Abstract:
A balloon catheter includes a drug-coated balloon having an uncoated region free from drug coating, a displaceable protective sleeve covering the drug-coated balloon and an elongate catheter body that has a distal end and a proximal end. Another catheter has an uncoated region and/or an additional uncoated balloon is on the catheter body. The uncoated balloon or the additional uncoated balloon are mounted to be exposed first when the sleeve is displaced. This blocks blood flow while the drug coated balloon or balloon region is inflated to avoid or minimize release of drug into the blood stream away from the site of treatment.

Description:
PRIORITY CLAIM 
       [0001]    This application claims priority under 35 U.S.C. §119 from prior U.S. Provisional Application No. 62/050,212, filed Sep. 15, 2014 and from U.S. Provisional Application No. 62/050,211, filed Sep. 15, 2014. 
     
    
     FIELD OF THE INVENTION 
       [0002]    A field of the invention is balloon catheter devices, particularly devices including a drug-coated balloon. 
       BACKGROUND 
       [0003]    Balloons are a key functional element of balloon catheters, as are used (inter alia) to dilate constricted vessels and to introduce and expand stents in vessels or hollow organs. Reliable function thereof is of utmost importance for the success of corresponding interventions. 

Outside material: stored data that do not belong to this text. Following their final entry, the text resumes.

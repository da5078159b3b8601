//! Diagnostic findings.
//!
//! Every checker reports what it finds as a list of [`Problem`]s. A problem is
//! a finding, not a failure of the engine: scans that find a broken DNSSEC
//! chain still succeed and return the problem that describes it.

use std::cmp::Ordering;
use std::fmt;

use serde::{Deserialize, Serialize};
use strum_macros::{AsRefStr, Display, EnumIter};

/// How serious a finding is.
///
/// `Fatal` problems stop the scan. `Debug` problems are informational only and
/// are expected to be hidden by presentation layers by default.
#[derive(
    Debug, Clone, Copy, PartialEq, Eq, Hash, Serialize, Deserialize, Display, AsRefStr, EnumIter,
)]
pub enum Severity {
    /// Issuance will certainly fail; no further checks are run.
    Fatal,
    /// Issuance will very likely fail.
    Error,
    /// Issuance may fail or behave unexpectedly.
    Warning,
    /// Worth knowing, not a problem in itself.
    Info,
    /// Raw diagnostic evidence.
    Debug,
}

impl Severity {
    /// Position in display order, worst first. `Debug` always sorts last.
    pub fn rank(self) -> u8 {
        match self {
            Severity::Fatal => 0,
            Severity::Error => 1,
            Severity::Warning => 2,
            Severity::Info => 3,
            Severity::Debug => 4,
        }
    }
}

impl PartialOrd for Severity {
    fn partial_cmp(&self, other: &Self) -> Option<Ordering> {
        Some(self.cmp(other))
    }
}

/// Orders by display position: `Fatal < Error < Warning < Info < Debug`.
impl Ord for Severity {
    fn cmp(&self, other: &Self) -> Ordering {
        self.rank().cmp(&other.rank())
    }
}

/// An immutable diagnostic finding.
#[derive(Debug, Clone, PartialEq, Eq, Serialize, Deserialize)]
pub struct Problem {
    /// Short machine-stable identifier, e.g. `CAAIssuanceNotAllowed`.
    pub name: String,
    /// Human-readable description of the issue and its consequence.
    pub explanation: String,
    /// Raw supporting evidence (records, HTTP trace, error text).
    pub detail: String,
    /// How serious the finding is.
    pub severity: Severity,
}

impl Problem {
    pub fn new(
        name: impl Into<String>,
        explanation: impl Into<String>,
        detail: impl Into<String>,
        severity: Severity,
    ) -> Self {
        Self {
            name: name.into(),
            explanation: explanation.into(),
            detail: detail.into(),
            severity,
        }
    }

    /// An informational `Debug` problem.
    pub fn debug(
        name: impl Into<String>,
        explanation: impl Into<String>,
        detail: impl Into<String>,
    ) -> Self {
        Self::new(name, explanation, detail, Severity::Debug)
    }

    /// A problem describing a failure of the checking process itself.
    pub fn internal(message: impl Into<String>, severity: Severity) -> Self {
        Self::new(
            "InternalProblem",
            "An internal error occurred while checking the domain",
            message,
            severity,
        )
    }

    /// True for the empty sentinel, which must never reach a result list.
    pub fn is_empty(&self) -> bool {
        self.name.is_empty()
    }

    /// True for `Fatal` problems.
    pub fn is_fatal(&self) -> bool {
        self.severity == Severity::Fatal
    }

    /// True for `Debug` problems.
    pub fn is_debug(&self) -> bool {
        self.severity == Severity::Debug
    }
}

impl fmt::Display for Problem {
    fn fmt(&self, f: &mut fmt::Formatter<'_>) -> fmt::Result {
        write!(f, "[{}] {}: {}", self.name, self.explanation, self.detail)
    }
}

/// Reports whether any problem in the slice is `Fatal`.
///
/// This is the only signal the orchestrator uses to stop a scan early.
pub fn has_fatal(problems: &[Problem]) -> bool {
    problems.iter().any(Problem::is_fatal)
}

/// Sorts problems worst first, keeping the discovery order within a severity.
pub fn sort_problems(problems: &mut [Problem]) {
    problems.sort_by_key(|p| p.severity);
}

/// A fatal failure while resolving `name`/`rtype` through the validating resolver.
pub fn dns_lookup_failed(name: &str, rtype: &str, err: impl fmt::Display) -> Problem {
    Problem::new(
        "DNSLookupFailed",
        format!("A fatal issue occurred during the DNS lookup process for {name}/{rtype}."),
        err.to_string(),
        Severity::Fatal,
    )
}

         [0004]    It has been attempted for some time to increase the sustainability of the dilation, performed by balloon catheters, of constricted vessels and to improve the overall performance of such balloon catheters by applying a suitable drug coating to the balloon. Balloons having a coating of this type, which are also referred to as DEBs (drug-eluting balloons), are prior art and are in clinical use. 
         [0005]    Known drug-coated balloons have a disadvantage concerning drug release on the way to the treatment site. This means that the amount of active ingredient at the treatment site varies and that the detached particles may be deposited at other sites in an undefined manner. The effect of the drug coating is thus difficult to control to a certain degree. 

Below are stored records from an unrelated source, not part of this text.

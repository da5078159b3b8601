//! HTTP client initialization.
//!
//! This module provides the shared clients used by checks that talk to a
//! domain the ordinary way (normal DNS, certificate verification on). The
//! HTTP-01 prober builds its own single-shot client per probe instead.

use std::time::Duration;

use reqwest::ClientBuilder;

use crate::config::VALIDATION_USER_AGENT;

/// Initializes the HTTP client with default settings.
///
/// Redirects are followed (reqwest's default limit of 10).
///
/// # Errors
///
/// Returns a `reqwest::Error` if client creation fails.
pub fn init_client(timeout: Duration) -> Result<reqwest::Client, reqwest::Error> {
    ClientBuilder::new()
        .timeout(timeout)
        .user_agent(VALIDATION_USER_AGENT)
        .build()
}

/// Initializes a client that never follows redirects.
///
/// Used to read the headers of the first response only.
///
/// # Errors
///
/// Returns a `reqwest::Error` if client creation fails.
pub fn init_redirect_client(timeout: Duration) -> Result<reqwest::Client, reqwest::Error> {
    ClientBuilder::new()
        .redirect(reqwest::redirect::Policy::none())
        .timeout(timeout)
        .user_agent(VALIDATION_USER_AGENT)
        .build()
}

       SUMMARY OF THE INVENTION 
       [0006]    A balloon catheter includes a drug-coated balloon having an uncoated region free from drug coating, a displaceable protective sleeve covering the drug-coated balloon and an elongate catheter body that has a distal end and a proximal end. The catheter blocks blood flow while the drug coated balloon or balloon region is inflated to avoid or minimize release of drug into the blood stream away from the site of treatment. In another balloon catheter, blood flow is blocked by an uncoated balloon. 
     
    
     
       BRIEF DESCRIPTION OF THE DRAWINGS 
         [0007]    Advantages and expedient features of the invention will also become clear from the following description of exemplary embodiments on the basis of the figures, in which: 
           [0008]      FIGS. 1A to 1D  schematic view of a first embodiment of the invention, 
           [0009]      FIGS. 2A to 2C  schematic view of a second embodiment of the invention, and 
           [0010]      FIGS. 3A to 3C  schematic views of additional embodiments of the invention. 
       
    
    
     DETAILED DESCRIPTION OF THE PREFERRED EMBODIMENTS 
       [0011]    Preferred embodiments provide a balloon catheter with a drug coated balloon having uncoated (drug free) portion or a drug coated balloon and an uncoated balloon. The coating of the balloon is provided with a removable protection in the form of a displaceable sleeve. The protection protects the drug coating until the balloon is moved to the treatment site with the catheter. The balloon is configured so that blood flow can be interrupted until the particles that may have formed during inflation of the balloon are embedded in the vessel wall as a result of the balloon pressure. 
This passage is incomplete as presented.